Halaman Author
Kontrol semua karyamu pada halaman author, kamu bisa memublikasikan karya baru atau mengatur karyamu dengan mudah dalam satu tempat.
Cerpen
Self Improvement
Selamat Datang Traumaku
2
Suka
130
Dibaca
Cerpen ini masih diperiksa oleh kurator

Suara klakson dari Jalan Merdeka tak pernah lagi terdengar sama bagi Aruna. Dulu, ia selalu mengasosiasikannya dengan hiruk pikuk kehidupan kota, dengan janji-janji pagi yang sibuk dan sore yang tenang. Kini, setiap deru klakson melarikan otaknya kembali ke hari itu, hari di mana dunianya runtuh. Tiga tahun, dua bulan, dan tujuh hari telah berlalu, namun bayangan mobil hitam yang menghantam tubuh kecil adiknya, Tara, masih begitu nyata. Aruna masih bisa merasakan dinginnya aspal di bawah lututnya, debu yang menempel di pipi, dan jeritannya yang tercekat di tenggorokan. Bau ban terbakar dan teriakan panik orang-orang di sekitar lokasi kejadian seolah masih terngiang di telinganya, sebuah simfoni horor yang tak pernah usai.

Ia berusaha melarikan diri dari kenangan itu dengan segala cara. Pindah kota dari Surabaya ke Jakarta, berganti pekerjaan dari desainer grafis menjadi penulis lepas, bahkan mengubah warna rambutnya dari hitam legam menjadi pirang gelap. Ia bahkan berhenti mengonsumsi kopi dan beralih ke teh herbal, berharap setiap perubahan kecil bisa menghapus jejak masa lalu. Seolah dengan membuang identitas lamanya, ia bisa membuang rasa bersalah yang menggerogoti jiwanya. Ia bahkan memutuskan hubungan dengan beberapa teman lama yang selalu bertanya tentang keadaannya, karena setiap pertanyaan terasa seperti tusukan pisau yang membuka kembali luka. Namun, trauma itu tak pernah benar-benar pergi. Ia seperti bayangan yang mengikuti ke mana pun Aruna melangkah, sebuah parasit tak kasat mata yang menunggu saat yang tepat untuk muncul kembali, merenggut napasnya.

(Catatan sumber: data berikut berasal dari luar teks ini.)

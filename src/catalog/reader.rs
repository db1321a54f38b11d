// src/catalog/reader.rs

use super::decode::DecodingReader;
use crate::error::{ImportError, Result};
use csv::{ReaderBuilder, StringRecord, StringRecordsIntoIter};
use encoding_rs::Encoding;
use std::{
    fs::File,
    io,
    path::{Path, PathBuf},
};
use tracing::{debug, instrument};

/// Streams the data rows of a vendor catalog.
///
/// Bytes are decoded chunk by chunk (strictly, no replacement characters)
/// on their way into the tokenizer. Every record, the header included,
/// carries one trailing field that is not part of the catalog and is
/// dropped here.
pub struct CatalogReader {
    path: PathBuf,
    encoding: &'static Encoding,
    columns: Vec<String>,
    records: StringRecordsIntoIter<DecodingReader<File>>,
}

impl std::fmt::Debug for CatalogReader {
    fn fmt(&self, f: &mut std::fmt::Formatter<'_>) -> std::fmt::Result {
        f.debug_struct("CatalogReader")
            .field("path", &self.path)
            .field("encoding", &self.encoding.name())
            .field("columns", &self.columns)
            .finish_non_exhaustive()
    }
}

impl CatalogReader {
    #[instrument(level = "debug", skip(path, encoding), fields(path = %path.as_ref().display(), encoding = encoding.name()))]
    pub fn open(path: impl AsRef<Path>, encoding: &'static Encoding) -> Result<Self> {
        let path = path.as_ref();
        let file = File::open(path)
            .map_err(|e| ImportError::input(format!("cannot read {}: {}", path.display(), e)))?;
        let mut rdr = ReaderBuilder::new()
            .has_headers(true)
            // row widths are checked per record so the error can name the line
            .flexible(true)
            .from_reader(DecodingReader::new(file, encoding));

        let header = rdr
            .headers()
            .map_err(|e| csv_error(path, encoding, e))?
            .clone();
        if header.is_empty() {
            return Err(ImportError::input(format!(
                "{}: missing header row",
                path.display()
            )));
        }
        let columns: Vec<String> = header
            .iter()
            .take(header.len() - 1)
            .map(str::to_string)
            .collect();
        if columns.is_empty() {
            return Err(ImportError::input(format!(
                "{}: header has no importable columns",
                path.display()
            )));
        }
        debug!(columns = columns.len(), "parsed header");

        Ok(Self {
            path: path.to_path_buf(),
            encoding,
            columns,
            records: rdr.into_records(),
        })
    }

    /// Column names for the `parts` table, in header order.
    pub fn columns(&self) -> &[String] {
        &self.columns
    }

    fn trim_record(&self, record: &StringRecord) -> Result<Vec<String>> {
        if record.len() != self.columns.len() + 1 {
            let line = record.position().map(|p| p.line()).unwrap_or_default();
            return Err(ImportError::input(format!(
                "{} line {}: expected {} fields, found {}",
                self.path.display(),
                line,
                self.columns.len() + 1,
                record.len()
            )));
        }
        Ok(record
            .iter()
            .take(self.columns.len())
            .map(str::to_string)
            .collect())
    }
}

impl Iterator for CatalogReader {
    type Item = Result<Vec<String>>;

    fn next(&mut self) -> Option<Self::Item> {
        let record = match self.records.next()? {
            Ok(r) => r,
            Err(e) => return Some(Err(csv_error(&self.path, self.encoding, e))),
        };
        Some(self.trim_record(&record))
    }
}

/// Decode failures travel through the tokenizer as `InvalidData` I/O errors.
fn csv_error(path: &Path, encoding: &'static Encoding, err: csv::Error) -> ImportError {
    if let csv::ErrorKind::Io(io_err) = err.kind() {
        if io_err.kind() == io::ErrorKind::InvalidData {
            return ImportError::Encoding {
                path: path.to_path_buf(),
                encoding: encoding.name(),
                detail: io_err.to_string(),
            };
        }
    }
    err.into()
}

Pagi itu, Aruna terbangun dengan napas memburu. Mimpi buruk yang sama kembali menghantuinya, kali ini lebih jelas dan mengerikan. Tara, dengan senyum polosnya dan seragam sekolah dasarnya, melambaikan tangan sebelum menyeberang jalan untuk membeli es krim di seberang. Kemudian, suara decitan ban yang memekakkan telinga, jeritan orang-orang, dan pandangan terakhir mata Tara yang penuh ketakutan. Aruna mendapati dirinya terduduk di tempat tidur, jantungnya berdegup kencang seolah ingin melompat keluar dari dadanya, dan keringat dingin membasahi dahinya hingga menetes ke seprai. Ia menyentuh foto kecil Tara yang selalu ia letakkan di nakas. Mata Tara yang bulat dan ceria menatapnya, seolah menghakiminya, seolah menuntut jawaban atas apa yang terjadi.

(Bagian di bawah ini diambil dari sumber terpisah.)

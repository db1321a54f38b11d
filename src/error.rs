// src/error.rs

use std::path::PathBuf;
use thiserror::Error;

pub type Result<T> = std::result::Result<T, ImportError>;

/// Everything that can abort an import. There is no local recovery: the first
/// error ends the run.
#[derive(Error, Debug)]
pub enum ImportError {
    /// Missing or unreadable source, bad arguments, or a CSV shape we cannot import.
    #[error("input error: {0}")]
    Input(String),

    /// Source bytes are not valid in the expected legacy encoding.
    #[error("{path}: not valid {encoding} text ({detail})")]
    Encoding {
        path: PathBuf,
        encoding: &'static str,
        detail: String,
    },

    /// CSV tokenizer failure (unterminated quote, etc.).
    #[error("CSV parse error: {0}")]
    Csv(#[from] csv::Error),

    /// The database file cannot be created, written or committed.
    #[error("storage error: {0}")]
    Storage(#[from] rusqlite::Error),

    /// The compressed output cannot be written or read back.
    #[error("archive error: {0}")]
    Archive(String),
}

impl ImportError {
    pub fn input(msg: impl Into<String>) -> Self {
        Self::Input(msg.into())
    }

    pub fn archive(msg: impl Into<String>) -> Self {
        Self::Archive(msg.into())
    }
}

impl From<zip::result::ZipError> for ImportError {
    fn from(err: zip::result::ZipError) -> Self {
        Self::Archive(err.to_string())
    }
}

"Aku minta maaf, Tara," bisiknya lirih, air mata mulai menggenang di pelupuk matanya, membentuk aliran hangat di pipinya. "Aku seharusnya lebih hati-hati."

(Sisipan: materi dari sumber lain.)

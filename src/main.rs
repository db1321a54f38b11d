use anyhow::{Context, Result};
use clap::Parser;
use partsdb::{
    config::{DEFAULT_ARCHIVE_FILE, DEFAULT_BATCH_SIZE, DEFAULT_DB_FILE},
    CatalogImporter, ImportConfig, PartCountConvention,
};
use std::path::PathBuf;
use tracing::info;
use tracing_subscriber::{fmt, EnvFilter};

#[derive(Parser, Debug)]
#[command(
    name = "partsdb",
    about = "Convert a vendor parts catalog CSV into a SQLite database and zip it"
)]
struct Args {
    /// Catalog CSV (GBK encoded)
    csv: PathBuf,

    /// Database file to (re)build
    #[arg(long, default_value = DEFAULT_DB_FILE)]
    db: PathBuf,

    /// Archive to write the database into
    #[arg(long, default_value = DEFAULT_ARCHIVE_FILE)]
    archive: PathBuf,

    /// Rows per insert batch
    #[arg(long, default_value_t = DEFAULT_BATCH_SIZE)]
    batch_size: usize,

    /// What to record as meta.partcount
    #[arg(long, value_enum, default_value_t = PartCountConvention::Rows)]
    partcount: PartCountConvention,

    /// Build the database only, skip the archive
    #[arg(long)]
    no_archive: bool,
}

fn main() -> Result<()> {
    // ─── 1) init logging ─────────────────────────────────────────────
    let env = EnvFilter::try_from_default_env().unwrap_or_else(|_| EnvFilter::new("info"));
    fmt::Subscriber::builder()
        .with_env_filter(env)
        .with_span_events(fmt::format::FmtSpan::CLOSE)
        .init();

    // ─── 2) arguments ────────────────────────────────────────────────
    let args = Args::parse();
    let config = ImportConfig::new(&args.csv)
        .with_db_path(&args.db)
        .with_archive_path(&args.archive)
        .with_batch_size(args.batch_size)
        .with_part_count(args.partcount);
    let importer = CatalogImporter::new(config).context("invalid arguments")?;

    // ─── 3) convert ──────────────────────────────────────────────────
    let summary = importer
        .convert()
        .with_context(|| format!("importing {}", args.csv.display()))?;
    info!(
        file = %summary.source.filename,
        date = %summary.source.date,
        columns = summary.columns.len(),
        parts = summary.partcount,
        db = %args.db.display(),
        "database ready"
    );

    // ─── 4) archive ──────────────────────────────────────────────────
    if args.no_archive {
        info!("archive skipped");
        return Ok(());
    }
    let stats = importer
        .archive()
        .with_context(|| format!("writing {}", args.archive.display()))?;
    info!(
        archive = %args.archive.display(),
        bytes = stats.archive_bytes,
        "all done"
    );
    Ok(())
}

#[cfg(test)]
mod tests {
    use super::*;

    #[test]
    fn csv_path_is_required() {
        let err = Args::try_parse_from(["partsdb"]).unwrap_err();
        assert_eq!(err.exit_code(), 2);
    }

    #[test]
    fn only_one_csv_path_is_accepted() {
        let err = Args::try_parse_from(["partsdb", "a.csv", "b.csv"]).unwrap_err();
        assert_eq!(err.exit_code(), 2);
    }

    #[test]
    fn defaults_apply_to_a_bare_path() {
        let args = Args::try_parse_from(["partsdb", "catalog_20230714.csv"]).unwrap();
        assert_eq!(args.csv, PathBuf::from("catalog_20230714.csv"));
        assert_eq!(args.db, PathBuf::from(DEFAULT_DB_FILE));
        assert_eq!(args.archive, PathBuf::from(DEFAULT_ARCHIVE_FILE));
        assert_eq!(args.batch_size, DEFAULT_BATCH_SIZE);
        assert_eq!(args.partcount, PartCountConvention::Rows);
        assert!(!args.no_archive);
    }

    #[test]
    fn legacy_partcount_flag() {
        let args =
            Args::try_parse_from(["partsdb", "--partcount", "last-index", "catalog.csv"]).unwrap();
        assert_eq!(args.partcount, PartCountConvention::LastIndex);
    }
}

Ia beranjak dari tempat tidur, menyeret langkahnya yang terasa berat menuju dapur. Aroma kopi hitam yang baru saja diseduh tak mampu menenangkannya, justru mengingatkannya pada kebiasaan paginya bersama Tara, berbagi secangkir susu dan roti panggang. Ia meraih mug favoritnya yang bergambar kartun kelinci, mug yang pernah diberikan Tara sebagai hadiah ulang tahun, dan menuangkan kopi, berharap kafein bisa sedikit mengusir kabut tebal di kepalanya. Sambil menyesap kopi pahit yang terasa hambar di lidahnya, pandangannya jatuh pada kalender di dinding. Hari ini, 23 Juli. Hari ulang tahun Tara. Sebuah tanggal yang terpaku di benaknya, sebuah pengingat yang menyakitkan.

Rasa bersalah itu menghantamnya lagi, lebih kuat dari sebelumnya, seperti gelombang pasang yang menerjang karang. Ia adalah kakaknya, pelindungnya. Seharusnya ia memegang tangan Tara lebih erat, memastikan adiknya aman. Seharusnya ia lebih waspada terhadap kecepatan mobil yang melaju di jalan itu. Seharusnya… ada begitu banyak "seharusnya" yang tak pernah bisa ia tepati, yang kini menjadi belenggu di pergelangan kakinya.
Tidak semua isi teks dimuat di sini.